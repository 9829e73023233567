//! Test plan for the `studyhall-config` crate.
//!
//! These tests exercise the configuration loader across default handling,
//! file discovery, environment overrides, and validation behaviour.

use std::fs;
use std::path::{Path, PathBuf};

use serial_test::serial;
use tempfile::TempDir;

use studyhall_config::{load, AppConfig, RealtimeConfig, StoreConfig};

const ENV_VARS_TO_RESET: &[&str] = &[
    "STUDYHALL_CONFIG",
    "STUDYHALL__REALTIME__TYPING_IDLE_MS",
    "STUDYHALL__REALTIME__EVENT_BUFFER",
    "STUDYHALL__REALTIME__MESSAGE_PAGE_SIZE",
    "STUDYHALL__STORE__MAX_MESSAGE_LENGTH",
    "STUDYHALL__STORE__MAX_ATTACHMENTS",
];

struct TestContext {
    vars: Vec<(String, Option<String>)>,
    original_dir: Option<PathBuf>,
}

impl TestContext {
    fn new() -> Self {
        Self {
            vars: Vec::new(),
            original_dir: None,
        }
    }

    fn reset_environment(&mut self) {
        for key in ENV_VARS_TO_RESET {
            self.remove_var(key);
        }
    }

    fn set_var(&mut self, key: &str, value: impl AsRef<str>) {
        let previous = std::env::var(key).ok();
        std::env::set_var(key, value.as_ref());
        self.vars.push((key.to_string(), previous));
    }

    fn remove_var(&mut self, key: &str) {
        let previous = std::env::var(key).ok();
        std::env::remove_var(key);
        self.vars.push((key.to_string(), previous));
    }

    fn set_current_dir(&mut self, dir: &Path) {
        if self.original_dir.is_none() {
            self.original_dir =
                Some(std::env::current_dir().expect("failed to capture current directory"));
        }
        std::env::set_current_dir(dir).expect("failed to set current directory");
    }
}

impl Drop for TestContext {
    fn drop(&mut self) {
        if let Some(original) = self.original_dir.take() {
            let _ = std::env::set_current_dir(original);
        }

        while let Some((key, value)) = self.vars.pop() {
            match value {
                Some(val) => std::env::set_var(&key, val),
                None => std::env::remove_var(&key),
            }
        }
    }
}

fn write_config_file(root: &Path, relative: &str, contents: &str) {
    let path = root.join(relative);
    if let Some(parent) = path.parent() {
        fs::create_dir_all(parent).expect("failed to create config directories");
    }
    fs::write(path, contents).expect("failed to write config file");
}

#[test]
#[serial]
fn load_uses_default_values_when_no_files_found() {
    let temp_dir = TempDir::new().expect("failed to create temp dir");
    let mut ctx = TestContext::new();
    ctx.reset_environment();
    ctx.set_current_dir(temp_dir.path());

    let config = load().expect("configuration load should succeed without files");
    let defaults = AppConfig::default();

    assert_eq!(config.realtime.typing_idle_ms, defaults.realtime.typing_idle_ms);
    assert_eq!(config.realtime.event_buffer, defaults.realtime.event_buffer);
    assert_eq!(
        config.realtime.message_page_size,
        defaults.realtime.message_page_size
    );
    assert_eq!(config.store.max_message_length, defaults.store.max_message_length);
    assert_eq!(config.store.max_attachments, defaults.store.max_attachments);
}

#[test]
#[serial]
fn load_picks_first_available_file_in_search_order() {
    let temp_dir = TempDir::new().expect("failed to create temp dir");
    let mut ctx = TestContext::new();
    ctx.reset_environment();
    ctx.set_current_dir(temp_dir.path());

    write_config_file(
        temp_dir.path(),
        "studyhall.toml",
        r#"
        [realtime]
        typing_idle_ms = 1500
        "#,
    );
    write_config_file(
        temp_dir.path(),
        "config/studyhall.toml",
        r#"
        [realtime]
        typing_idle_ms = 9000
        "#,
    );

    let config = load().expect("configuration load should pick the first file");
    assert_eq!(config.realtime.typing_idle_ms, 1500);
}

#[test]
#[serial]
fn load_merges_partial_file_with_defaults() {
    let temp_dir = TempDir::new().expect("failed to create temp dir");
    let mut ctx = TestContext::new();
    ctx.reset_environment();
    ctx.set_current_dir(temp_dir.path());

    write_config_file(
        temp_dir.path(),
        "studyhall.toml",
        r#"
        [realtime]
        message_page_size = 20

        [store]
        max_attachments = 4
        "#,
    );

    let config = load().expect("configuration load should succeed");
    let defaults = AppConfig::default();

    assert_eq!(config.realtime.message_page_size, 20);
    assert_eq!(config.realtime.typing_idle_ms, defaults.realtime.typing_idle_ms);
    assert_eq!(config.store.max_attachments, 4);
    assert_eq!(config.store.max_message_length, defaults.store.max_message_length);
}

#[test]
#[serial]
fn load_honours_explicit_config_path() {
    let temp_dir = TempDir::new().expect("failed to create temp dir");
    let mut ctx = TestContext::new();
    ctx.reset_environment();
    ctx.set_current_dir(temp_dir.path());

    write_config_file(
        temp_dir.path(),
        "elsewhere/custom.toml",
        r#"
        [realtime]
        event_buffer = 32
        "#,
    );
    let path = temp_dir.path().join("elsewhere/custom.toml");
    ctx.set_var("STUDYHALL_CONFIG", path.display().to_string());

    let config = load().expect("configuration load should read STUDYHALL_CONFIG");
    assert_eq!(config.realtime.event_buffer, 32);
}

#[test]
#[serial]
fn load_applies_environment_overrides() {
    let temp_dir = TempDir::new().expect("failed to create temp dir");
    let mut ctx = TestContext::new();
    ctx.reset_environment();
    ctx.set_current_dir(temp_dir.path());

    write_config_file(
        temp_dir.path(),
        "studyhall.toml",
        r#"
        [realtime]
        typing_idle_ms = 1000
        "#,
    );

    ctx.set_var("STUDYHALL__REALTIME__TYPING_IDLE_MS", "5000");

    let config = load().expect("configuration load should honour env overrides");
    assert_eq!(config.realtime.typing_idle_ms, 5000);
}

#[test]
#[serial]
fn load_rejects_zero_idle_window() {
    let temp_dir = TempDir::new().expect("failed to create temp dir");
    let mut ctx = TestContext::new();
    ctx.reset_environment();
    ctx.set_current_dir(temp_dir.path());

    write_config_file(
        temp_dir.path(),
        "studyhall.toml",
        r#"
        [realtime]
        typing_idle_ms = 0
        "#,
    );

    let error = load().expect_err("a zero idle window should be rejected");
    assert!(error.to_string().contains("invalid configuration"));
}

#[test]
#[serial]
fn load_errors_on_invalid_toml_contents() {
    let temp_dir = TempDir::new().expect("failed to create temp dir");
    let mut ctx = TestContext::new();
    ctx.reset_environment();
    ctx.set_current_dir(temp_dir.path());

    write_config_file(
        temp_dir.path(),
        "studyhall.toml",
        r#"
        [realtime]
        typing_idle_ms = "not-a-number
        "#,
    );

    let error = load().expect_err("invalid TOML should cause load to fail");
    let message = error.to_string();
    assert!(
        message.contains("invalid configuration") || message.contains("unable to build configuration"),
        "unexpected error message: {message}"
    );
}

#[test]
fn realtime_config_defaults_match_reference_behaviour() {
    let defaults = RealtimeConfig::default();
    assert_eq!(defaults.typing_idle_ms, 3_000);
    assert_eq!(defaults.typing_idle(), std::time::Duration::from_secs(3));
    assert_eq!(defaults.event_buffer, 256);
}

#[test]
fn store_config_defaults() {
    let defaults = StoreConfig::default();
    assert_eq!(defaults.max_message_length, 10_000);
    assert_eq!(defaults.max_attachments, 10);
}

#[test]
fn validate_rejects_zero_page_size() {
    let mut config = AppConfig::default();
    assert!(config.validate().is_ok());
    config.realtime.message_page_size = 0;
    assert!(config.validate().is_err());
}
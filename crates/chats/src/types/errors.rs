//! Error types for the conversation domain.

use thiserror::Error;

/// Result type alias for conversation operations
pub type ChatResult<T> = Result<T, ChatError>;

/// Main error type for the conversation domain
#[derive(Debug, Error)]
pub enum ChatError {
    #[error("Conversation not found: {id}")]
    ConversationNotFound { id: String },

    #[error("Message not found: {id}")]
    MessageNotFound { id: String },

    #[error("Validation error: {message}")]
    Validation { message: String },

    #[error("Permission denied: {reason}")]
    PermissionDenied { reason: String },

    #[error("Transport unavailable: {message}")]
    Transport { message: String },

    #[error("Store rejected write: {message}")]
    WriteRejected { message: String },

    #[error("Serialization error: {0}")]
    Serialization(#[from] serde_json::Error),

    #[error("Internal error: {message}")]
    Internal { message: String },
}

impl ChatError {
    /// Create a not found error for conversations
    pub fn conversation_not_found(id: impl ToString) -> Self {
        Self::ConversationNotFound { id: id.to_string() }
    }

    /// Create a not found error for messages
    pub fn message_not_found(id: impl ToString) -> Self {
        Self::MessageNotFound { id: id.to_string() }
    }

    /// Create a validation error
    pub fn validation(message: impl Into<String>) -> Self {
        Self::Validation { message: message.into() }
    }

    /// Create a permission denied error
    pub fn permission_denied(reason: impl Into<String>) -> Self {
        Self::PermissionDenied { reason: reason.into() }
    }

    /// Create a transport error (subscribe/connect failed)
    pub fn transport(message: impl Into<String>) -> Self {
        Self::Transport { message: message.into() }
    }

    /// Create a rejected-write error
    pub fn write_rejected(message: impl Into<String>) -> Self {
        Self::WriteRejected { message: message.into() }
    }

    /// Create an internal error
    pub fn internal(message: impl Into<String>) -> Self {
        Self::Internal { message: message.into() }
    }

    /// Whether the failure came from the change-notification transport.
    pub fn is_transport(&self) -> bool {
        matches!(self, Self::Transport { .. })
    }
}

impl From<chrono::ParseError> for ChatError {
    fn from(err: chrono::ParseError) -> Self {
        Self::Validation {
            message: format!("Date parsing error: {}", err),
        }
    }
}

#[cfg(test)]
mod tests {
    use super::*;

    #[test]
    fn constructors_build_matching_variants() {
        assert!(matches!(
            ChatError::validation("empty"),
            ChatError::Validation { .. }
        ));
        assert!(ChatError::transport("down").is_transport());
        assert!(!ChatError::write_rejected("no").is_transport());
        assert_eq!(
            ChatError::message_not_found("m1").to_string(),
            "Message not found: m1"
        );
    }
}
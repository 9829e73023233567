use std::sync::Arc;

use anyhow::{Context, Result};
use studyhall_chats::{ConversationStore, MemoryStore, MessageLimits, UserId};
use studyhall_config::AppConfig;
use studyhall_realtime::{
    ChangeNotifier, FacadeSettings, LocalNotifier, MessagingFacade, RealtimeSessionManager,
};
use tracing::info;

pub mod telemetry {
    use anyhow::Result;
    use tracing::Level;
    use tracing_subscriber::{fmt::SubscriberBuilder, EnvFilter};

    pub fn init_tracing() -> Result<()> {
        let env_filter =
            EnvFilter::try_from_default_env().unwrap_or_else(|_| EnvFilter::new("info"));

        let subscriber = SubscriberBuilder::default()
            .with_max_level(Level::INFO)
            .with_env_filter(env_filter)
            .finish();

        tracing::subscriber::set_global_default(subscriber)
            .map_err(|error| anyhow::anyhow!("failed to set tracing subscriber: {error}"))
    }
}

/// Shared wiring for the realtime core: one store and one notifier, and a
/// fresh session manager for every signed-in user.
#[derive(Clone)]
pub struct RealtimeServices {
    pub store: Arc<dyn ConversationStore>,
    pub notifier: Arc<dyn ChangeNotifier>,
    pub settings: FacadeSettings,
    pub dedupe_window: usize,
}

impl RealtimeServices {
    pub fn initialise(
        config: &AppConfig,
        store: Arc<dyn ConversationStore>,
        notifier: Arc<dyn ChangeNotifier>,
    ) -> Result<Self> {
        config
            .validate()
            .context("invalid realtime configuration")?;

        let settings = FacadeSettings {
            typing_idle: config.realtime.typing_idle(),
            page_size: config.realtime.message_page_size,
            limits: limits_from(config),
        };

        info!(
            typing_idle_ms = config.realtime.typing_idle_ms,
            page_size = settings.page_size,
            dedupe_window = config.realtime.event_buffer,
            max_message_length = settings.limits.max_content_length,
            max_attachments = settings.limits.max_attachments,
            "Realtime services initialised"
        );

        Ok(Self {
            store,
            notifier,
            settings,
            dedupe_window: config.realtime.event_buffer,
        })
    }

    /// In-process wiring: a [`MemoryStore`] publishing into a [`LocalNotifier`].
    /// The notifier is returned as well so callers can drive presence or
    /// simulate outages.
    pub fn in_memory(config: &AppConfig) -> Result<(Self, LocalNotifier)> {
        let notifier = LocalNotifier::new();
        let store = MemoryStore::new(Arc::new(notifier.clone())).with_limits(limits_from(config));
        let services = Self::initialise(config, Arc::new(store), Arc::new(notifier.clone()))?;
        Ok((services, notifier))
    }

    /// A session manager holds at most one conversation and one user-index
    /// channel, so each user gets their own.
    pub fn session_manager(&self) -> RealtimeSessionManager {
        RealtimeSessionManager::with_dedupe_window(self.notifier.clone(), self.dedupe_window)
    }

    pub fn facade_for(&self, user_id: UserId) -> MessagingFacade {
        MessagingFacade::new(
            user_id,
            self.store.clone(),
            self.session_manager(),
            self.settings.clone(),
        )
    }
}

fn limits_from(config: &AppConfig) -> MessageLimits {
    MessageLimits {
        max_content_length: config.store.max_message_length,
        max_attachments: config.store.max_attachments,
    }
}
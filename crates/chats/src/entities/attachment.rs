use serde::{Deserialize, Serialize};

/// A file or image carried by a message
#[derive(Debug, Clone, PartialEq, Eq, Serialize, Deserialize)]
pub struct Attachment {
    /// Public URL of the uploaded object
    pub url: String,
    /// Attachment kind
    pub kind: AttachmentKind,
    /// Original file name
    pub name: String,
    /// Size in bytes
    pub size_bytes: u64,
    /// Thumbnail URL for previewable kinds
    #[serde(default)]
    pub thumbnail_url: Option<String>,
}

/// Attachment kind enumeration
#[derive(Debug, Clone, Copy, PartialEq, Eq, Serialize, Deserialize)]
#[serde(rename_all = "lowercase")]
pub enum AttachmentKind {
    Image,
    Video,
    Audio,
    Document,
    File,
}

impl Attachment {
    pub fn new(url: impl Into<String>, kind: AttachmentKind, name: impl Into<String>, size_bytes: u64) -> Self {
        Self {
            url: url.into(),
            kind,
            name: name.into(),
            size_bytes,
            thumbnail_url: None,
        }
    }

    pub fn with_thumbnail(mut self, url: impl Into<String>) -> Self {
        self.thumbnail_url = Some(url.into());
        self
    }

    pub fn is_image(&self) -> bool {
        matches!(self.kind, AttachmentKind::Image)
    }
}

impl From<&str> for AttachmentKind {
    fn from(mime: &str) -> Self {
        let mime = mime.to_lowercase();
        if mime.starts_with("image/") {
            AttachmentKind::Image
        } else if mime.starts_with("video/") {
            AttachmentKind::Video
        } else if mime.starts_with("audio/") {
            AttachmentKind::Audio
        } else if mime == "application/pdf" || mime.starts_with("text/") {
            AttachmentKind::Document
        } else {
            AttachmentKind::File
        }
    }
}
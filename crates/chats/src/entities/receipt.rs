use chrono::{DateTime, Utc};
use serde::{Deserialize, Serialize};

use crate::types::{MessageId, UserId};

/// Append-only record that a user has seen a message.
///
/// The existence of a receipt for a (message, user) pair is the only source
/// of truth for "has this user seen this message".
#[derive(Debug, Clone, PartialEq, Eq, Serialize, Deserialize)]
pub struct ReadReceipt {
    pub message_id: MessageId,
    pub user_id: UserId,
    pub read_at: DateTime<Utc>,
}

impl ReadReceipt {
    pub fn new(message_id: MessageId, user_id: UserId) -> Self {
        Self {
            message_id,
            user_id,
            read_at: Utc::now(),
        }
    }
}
-------------------------
#### EXERCISE INSTRUCTIONS
Where a line above holds the string "tests", show that line.

#### REPLY TO THE TASK
//! These tests exercise the configuration loader across default handling,
mod tests {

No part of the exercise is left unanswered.